A modo loro lo stesso fanno Monica Biancardi e Gabriele Frasca (il quale tanto spesso infatti, nella sua formidabile – quanto accademicamente svillaneggiata – produzione saggistica, ha ragionato sul rapporto di emulazione – ma anche spettrale sostituzione – fra la trasmissione della memoria genetica e quella che si produce in forma non genetica, mediante parole e immagini). E lo fanno nel corpo vivo del loro lavoro comune: l’una costruendo una «drammaturgia» dell’assembrare e del rimembrare, prima che nelle immagini video, nella costruzione del suo libro; l’altro, nelle medesime pagine, inseguendo da par suo le immagini della fotografa, annosa complice. È Hegyi a spiegare bene come la «coerenza materiale» di Biancardi, che assembra corpi viventi a elementi inorganici (per esempio architettonici), sia solo un esempio del meccanismo del pensiero che riscontra, nel presente, continue rimembranze di immagini agenti che serbiamo nella memoria: l’air de famille di cui parla Wittgenstein nelle Ricerche filosofiche, o il somigliante sul quale spesso si è interrogato Benjamin.
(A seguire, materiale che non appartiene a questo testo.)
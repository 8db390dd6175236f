//! Tracing setup: console output plus a size-rotated log file.

use labmig_core::config::LoggingOptions;
use std::fs::{self, File, OpenOptions};
use std::io::{self, Write};
use std::path::{Path, PathBuf};
use tracing_appender::non_blocking::WorkerGuard;
use tracing_subscriber::layer::SubscriberExt;
use tracing_subscriber::util::SubscriberInitExt;
use tracing_subscriber::{fmt, EnvFilter};

const LOG_FILE_STEM: &str = "labmig";

/// Install the global subscriber described by `options`.
///
/// `RUST_LOG` wins over the configured minimum level; `--debug` wins over both.
/// The returned guard must be held until exit.
pub fn init(options: &LoggingOptions, debug: bool) -> anyhow::Result<Option<WorkerGuard>> {
    let filter = if debug {
        EnvFilter::new("debug")
    } else {
        EnvFilter::try_from_default_env()
            .unwrap_or_else(|_| EnvFilter::new(options.minimum_level.filter_directive()))
    };

    let console = options.log_to_console.then(|| {
        fmt::layer()
            .with_target(false)
            .with_thread_ids(false)
            .compact()
    });

    let (file, guard) = if options.log_to_file {
        let writer = SizeRotatingWriter::new(
            &options.log_directory,
            options.max_log_file_size_mb,
            options.max_log_files,
        )?;
        let (non_blocking, guard) = tracing_appender::non_blocking(writer);
        let layer = fmt::layer()
            .with_writer(non_blocking)
            .with_ansi(false)
            .with_thread_ids(true);
        (Some(layer), Some(guard))
    } else {
        (None, None)
    };

    tracing_subscriber::registry()
        .with(filter)
        .with(console)
        .with(file)
        .try_init()?;
    Ok(guard)
}

/// Appends to `labmig.log`, rolling it to `labmig.1.log`, `labmig.2.log`, ...
/// once it reaches the size limit. At most `max_files` files are kept.
pub struct SizeRotatingWriter {
    dir: PathBuf,
    max_bytes: u64,
    max_files: usize,
    file: File,
    written: u64,
}

impl SizeRotatingWriter {
    pub fn new(dir: impl AsRef<Path>, max_size_mb: i32, max_files: i32) -> io::Result<Self> {
        let max_bytes = u64::try_from(max_size_mb.max(1)).unwrap_or(1) * 1024 * 1024;
        Self::with_limit(dir, max_bytes, max_files.max(1) as usize)
    }

    fn with_limit(dir: impl AsRef<Path>, max_bytes: u64, max_files: usize) -> io::Result<Self> {
        let dir = dir.as_ref().to_path_buf();
        fs::create_dir_all(&dir)?;
        let file = open_append(&dir.join(format!("{LOG_FILE_STEM}.log")))?;
        let written = file.metadata()?.len();
        Ok(Self {
            dir,
            max_bytes,
            max_files,
            file,
            written,
        })
    }

    fn path(&self, index: usize) -> PathBuf {
        if index == 0 {
            self.dir.join(format!("{LOG_FILE_STEM}.log"))
        } else {
            self.dir.join(format!("{LOG_FILE_STEM}.{index}.log"))
        }
    }

    fn rotate(&mut self) -> io::Result<()> {
        self.file.flush()?;
        let oldest = self.max_files - 1;
        if oldest == 0 {
            remove_if_present(&self.path(0))?;
        } else {
            remove_if_present(&self.path(oldest))?;
            for index in (0..oldest).rev() {
                let from = self.path(index);
                if from.exists() {
                    fs::rename(&from, self.path(index + 1))?;
                }
            }
        }
        self.file = open_append(&self.path(0))?;
        self.written = 0;
        Ok(())
    }
}

impl Write for SizeRotatingWriter {
    fn write(&mut self, buf: &[u8]) -> io::Result<usize> {
        if self.written > 0 && self.written + buf.len() as u64 > self.max_bytes {
            self.rotate()?;
        }
        let n = self.file.write(buf)?;
        self.written += n as u64;
        Ok(n)
    }

    fn flush(&mut self) -> io::Result<()> {
        self.file.flush()
    }
}

fn open_append(path: &Path) -> io::Result<File> {
    OpenOptions::new().create(true).append(true).open(path)
}

fn remove_if_present(path: &Path) -> io::Result<()> {
    match fs::remove_file(path) {
        Err(e) if e.kind() != io::ErrorKind::NotFound => Err(e),
        _ => Ok(()),
    }
}

#[cfg(test)]
mod tests {
    use super::*;
    use tempfile::TempDir;

    #[test]
    fn test_rotates_at_size_limit() {
        let dir = TempDir::new().unwrap();
        let mut writer = SizeRotatingWriter::with_limit(dir.path(), 10, 3).unwrap();

        writer.write_all(b"first-8\n").unwrap();
        writer.write_all(b"second-8").unwrap();
        writer.write_all(b"third-8\n").unwrap();
        writer.flush().unwrap();

        assert_eq!(fs::read_to_string(dir.path().join("labmig.log")).unwrap(), "third-8\n");
        assert_eq!(fs::read_to_string(dir.path().join("labmig.1.log")).unwrap(), "second-8");
        assert_eq!(fs::read_to_string(dir.path().join("labmig.2.log")).unwrap(), "first-8\n");
    }

    #[test]
    fn test_keeps_at_most_max_files() {
        let dir = TempDir::new().unwrap();
        let mut writer = SizeRotatingWriter::with_limit(dir.path(), 4, 2).unwrap();
        for chunk in [b"aaaa", b"bbbb", b"cccc", b"dddd"] {
            writer.write_all(chunk).unwrap();
        }
        writer.flush().unwrap();

        let count = fs::read_dir(dir.path()).unwrap().count();
        assert_eq!(count, 2);
        assert_eq!(fs::read_to_string(dir.path().join("labmig.1.log")).unwrap(), "cccc");
    }

    #[test]
    fn test_resumes_existing_file_size() {
        let dir = TempDir::new().unwrap();
        fs::write(dir.path().join("labmig.log"), "12345678").unwrap();
        let mut writer = SizeRotatingWriter::with_limit(dir.path(), 10, 2).unwrap();
        writer.write_all(b"abc").unwrap();
        writer.flush().unwrap();
        assert_eq!(fs::read_to_string(dir.path().join("labmig.1.log")).unwrap(), "12345678");
    }
}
Il lavoro di Biancardi si dispiega nel tempo perché – come nello sviluppo analogico delle vecchie immagini fotografiche – ogni immagine-matrice necessita di una certa decantazione. Sino a ispirarle, magari a distanza di anni, disegni (riprodotti da Sonnoli nel corpo del testo di Hegyi) che dell’immagine prima riprendono magari pochi tratti – nervature strutturali o motivi decorativi che però, «baroccamente», si rivelano a loro volta portanti. Per esempio, esposta al Nitsch, dell’immagine dialettica composta dal sipario (che una didascalia ci informa relativo a un dramma di prigionia e liberazione, Fidelio) e dall’autoritratto col vestito rosso, è presente anche l’immagine-nesso, il link disegnato a mano che, dell’immagine-eco, finisce così per fungere da «cartone» programmatico. Un diagramma composto dalla memoria della prima immagine non meno che dalla sua rielaborazione fantastica.

Perciò c’era bisogno dell’ulteriore immagine rappresentata dai versi: quelli di Michelangelo e quelli del suo emulo di cinque secoli dopo. È costitutivamente, strutturalmente poetico questo lavoro sull’immagine che calca e ricalca la memoria del mondo: perché ogni volta compone, con quella matrice, quella che è, a tutti gli effetti, una rima mentale. Colpisce che il nostro poeta che sulla rima più ha lavorato, in questi trent’anni e passa, proponga in questa occasione un testo che di rime è del tutto privo. Perché l’intero suo testo, in effetti, rima: colle immagini e, loro tramite, col mondo. Colla sua beltà, col suo piacer vano. Che il tempo, troppo presto, provvederà a dismembrare ingiurioso.